--- START ---

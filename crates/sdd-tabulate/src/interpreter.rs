//! Table-spec interpreter.
//!
//! Validates a [`TableSpec`] against the record set, runs its strategy and
//! lays the rows out in long format, sorted by block then breakdown codes
//! (`TOTAL` last) then response.

use std::collections::BTreeSet;
use std::time::Instant;

use anyhow::Result;
use polars::prelude::DataFrame;
use tracing::{debug, info, info_span, warn};

use sdd_ingest::RecordSet;
use sdd_model::{Params, SddError, Strategy, TableQuery, TableSpec};

use crate::filter::{apply_filter, render_filter};
use crate::kernel::{Kernel, Sample};
use crate::table::{ResultRow, formatted_frame, raw_frame};

const NEEDED_BY: &str = "tabulation";

/// A tabulated table in numeric and publication form.
#[derive(Debug, Clone)]
pub struct TabulatedTable {
    pub name: String,
    pub strategy: Strategy,
    /// Numeric results; statistics are nullable floats.
    pub raw: DataFrame,
    /// Statistics as suppression-applied strings.
    pub formatted: DataFrame,
}

impl TabulatedTable {
    pub fn height(&self) -> usize {
        self.raw.height()
    }
}

fn invalid(spec: &TableSpec, message: impl Into<String>) -> SddError {
    SddError::InvalidSpec {
        table: spec.name.clone(),
        message: message.into(),
    }
}

/// Checks the specification's shape; column existence is checked separately.
pub fn validate_spec(spec: &TableSpec) -> Result<(), SddError> {
    if spec.name.trim().is_empty() {
        return Err(invalid(spec, "table name is empty"));
    }
    let mut seen = BTreeSet::new();
    for breakdown in &spec.breakdowns {
        if !seen.insert(breakdown.as_str()) {
            return Err(invalid(spec, format!("breakdown `{breakdown}` listed twice")));
        }
    }
    match &spec.query {
        TableQuery::SingleResponse { .. } => {}
        TableQuery::MultiQuestion { questions, .. } | TableQuery::Statistics { questions, .. } => {
            if questions.is_empty() {
                return Err(invalid(spec, "no questions listed"));
            }
        }
        TableQuery::MultiDiscrete { responses, bases } => {
            if responses.is_empty() {
                return Err(invalid(spec, "no responses listed"));
            }
            if responses.len() != bases.len() {
                return Err(invalid(
                    spec,
                    format!("{} responses but {} bases", responses.len(), bases.len()),
                ));
            }
        }
        TableQuery::MultiContinuous { responses, .. } => {
            if responses.is_empty() {
                return Err(invalid(spec, "no responses listed"));
            }
        }
    }
    for subgroup in spec.query.subgroups() {
        if subgroup.codes.is_empty() {
            return Err(invalid(
                spec,
                format!("subgroup {} lists no codes", subgroup.code),
            ));
        }
    }
    let questions = spec.query.columns();
    if let Some(clash) = spec.breakdowns.iter().find(|b| questions.contains(&b.as_str())) {
        return Err(invalid(
            spec,
            format!("`{clash}` is both a breakdown and a question"),
        ));
    }
    Ok(())
}

fn kernel<'a>(sample: &'a Sample, spec: &'a TableSpec) -> Kernel<'a> {
    Kernel {
        sample,
        table: spec.name.as_str(),
        variance: spec.variance,
    }
}

/// Tabulates one specification.
///
/// Structural problems (empty record set, missing design columns, missing
/// weights) and configuration problems (unknown columns, bad filters,
/// subgroup collisions, malformed specifications) are returned as
/// [`SddError`]s inside the `anyhow::Error`.
pub fn tabulate(record_set: &RecordSet, spec: &TableSpec, params: &Params) -> Result<TabulatedTable> {
    let span = info_span!(
        "tabulate",
        table = %spec.name,
        strategy = spec.strategy().display_name()
    );
    let _guard = span.enter();
    let start = Instant::now();

    if record_set.is_empty() {
        return Err(SddError::EmptyRecordSet {
            context: format!("nothing to tabulate for `{}`", spec.name),
        }
        .into());
    }
    for column in [&params.weighting_var, &params.strata, &params.psu] {
        record_set.require(column, NEEDED_BY)?;
    }
    validate_spec(spec)?;
    for column in spec.referenced_columns() {
        if !record_set.has_column(column) {
            return Err(SddError::UnknownColumn {
                table: spec.name.clone(),
                column: column.to_string(),
            }
            .into());
        }
    }

    let sample = |question: Option<&str>| -> Result<Sample> {
        let filtered = match (&spec.filter, question) {
            (Some(filter), Some(question)) => {
                apply_filter(record_set, &spec.name, &render_filter(filter, question))?
            }
            (Some(filter), None) => apply_filter(record_set, &spec.name, filter)?,
            (None, _) => record_set.clone(),
        };
        if filtered.is_empty() {
            warn!(?question, "filter leaves no rows");
        }
        debug!(rows = filtered.height(), "sample selected");
        Sample::new(filtered, &spec.breakdowns, params)
    };

    let mut rows: Vec<ResultRow> = Vec::new();
    let question_label = match &spec.query {
        TableQuery::SingleResponse { question, subgroup } => {
            let sample = sample(None)?;
            rows.extend(kernel(&sample, spec).single_response(0, question, subgroup)?);
            question.clone()
        }
        TableQuery::MultiQuestion { questions, subgroup } => {
            for (block, question) in questions.iter().enumerate() {
                let sample = sample(Some(question.as_str()))?;
                rows.extend(kernel(&sample, spec).single_response(block, question, subgroup)?);
            }
            String::new()
        }
        TableQuery::MultiDiscrete { responses, bases } => {
            let sample = sample(None)?;
            for (block, (response, base)) in responses.iter().zip(bases).enumerate() {
                rows.extend(kernel(&sample, spec).multi_discrete(block, response, base)?);
            }
            String::new()
        }
        TableQuery::MultiContinuous { responses, base } => {
            let sample = sample(None)?;
            for (block, response) in responses.iter().enumerate() {
                rows.extend(kernel(&sample, spec).multi_continuous(block, response, base)?);
            }
            String::new()
        }
        TableQuery::Statistics { questions, base } => {
            let sample = sample(None)?;
            for (block, question) in questions.iter().enumerate() {
                rows.extend(kernel(&sample, spec).statistics(block, question, base)?);
            }
            String::new()
        }
    };

    rows.sort_by(|a, b| a.sort_key().cmp(&b.sort_key()));
    let year = spec.year.as_deref().unwrap_or(&params.year);
    let strategy = spec.strategy();
    let raw = raw_frame(&rows, strategy, &spec.breakdowns, &question_label, year)?;
    let formatted = formatted_frame(&rows, strategy, &spec.breakdowns, &question_label, year)?;

    info!(
        rows = rows.len(),
        duration_ms = start.elapsed().as_millis(),
        "table tabulated"
    );
    Ok(TabulatedTable {
        name: spec.name.clone(),
        strategy,
        raw,
        formatted,
    })
}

--- END ---

_Work to be completed_
If a line in the material contains "anyhow", show it.

_Response to this exercise_
use anyhow::Result;
/// [`SddError`]s inside the `anyhow::Error`.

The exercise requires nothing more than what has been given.